Data provided section start

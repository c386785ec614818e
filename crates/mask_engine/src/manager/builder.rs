use crate::{
    algorithms::RadialDouglasPeucker,
    events::EventEmitter,
    manager::{EditionEngine, Mode, ModeState},
    store::MaskStore,
    traits::Simplifier,
    types::ClassMap,
};

/// Builder for creating edition engines with a fluent API
pub struct EditionEngineBuilder {
    width: u32,
    height: u32,
    store: Option<MaskStore>,
    cls_map: Option<ClassMap>,
    target_class: u8,
    initial_mode: Mode,
    simplifier: Option<Box<dyn Simplifier>>,
    outline_tolerance: f64,
}

impl EditionEngineBuilder {
    pub fn new() -> Self {
        Self {
            width: 0,
            height: 0,
            store: None,
            cls_map: None,
            target_class: 1,
            initial_mode: Mode::default(),
            simplifier: None,
            outline_tolerance: 1.0,
        }
    }

    /// Size of the background-only store created by [`Self::build`]. Ignored
    /// when a store is given.
    pub fn with_size(mut self, width: u32, height: u32) -> Self {
        self.width = width;
        self.height = height;
        self
    }

    /// Edit an existing store (replaces any size set before)
    pub fn with_store(mut self, store: MaskStore) -> Self {
        self.store = Some(store);
        self
    }

    pub fn with_class_map(mut self, cls_map: ClassMap) -> Self {
        self.cls_map = Some(cls_map);
        self
    }

    pub fn with_target_class(mut self, class_id: u8) -> Self {
        self.target_class = class_id;
        self
    }

    pub fn with_initial_mode(mut self, mode: Mode) -> Self {
        self.initial_mode = mode;
        self
    }

    /// Set the selection outline simplifier (replaces the default one)
    pub fn with_simplifier<S>(mut self, simplifier: S) -> Self
    where
        S: Simplifier + 'static,
    {
        self.simplifier = Some(Box::new(simplifier));
        self
    }

    pub fn with_outline_tolerance(mut self, tolerance: f64) -> Self {
        self.outline_tolerance = tolerance;
        self
    }

    /// Build the engine with default components if not specified
    pub fn build(self) -> EditionEngine {
        let mut store = self
            .store
            .unwrap_or_else(|| MaskStore::empty(self.width, self.height));
        if let Some(cls_map) = self.cls_map {
            store.set_cls_map(cls_map);
        }
        let simplifier = self
            .simplifier
            .unwrap_or_else(|| Box::new(RadialDouglasPeucker::default()));

        tracing::debug!(
            width = store.width(),
            height = store.height(),
            mode = %self.initial_mode,
            target_class = self.target_class,
            "edition engine ready"
        );
        EditionEngine {
            store,
            state: ModeState::activate(self.initial_mode),
            target_class: self.target_class,
            selected: None,
            selection_polygons: Vec::new(),
            outline_visible: false,
            simplifier,
            outline_tolerance: self.outline_tolerance,
            events: EventEmitter::new(),
        }
    }
}

impl Default for EditionEngineBuilder {
    fn default() -> Self {
        Self::new()
    }
}
use geo_types::Coord;

/// Trait for contour simplification algorithms
pub trait Simplifier: Send + Sync {
    /// Reduce the vertex count of an open or closed point chain. The first
    /// and last points are always kept.
    fn simplify(&self, points: &[Coord<i32>], tolerance: f64) -> Vec<Coord<i32>>;
}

Data provided section end

Brief:
All lines with the string "algorithms" must be copied from the data.

Result for this task:
    algorithms::RadialDouglasPeucker,
/// Trait for contour simplification algorithms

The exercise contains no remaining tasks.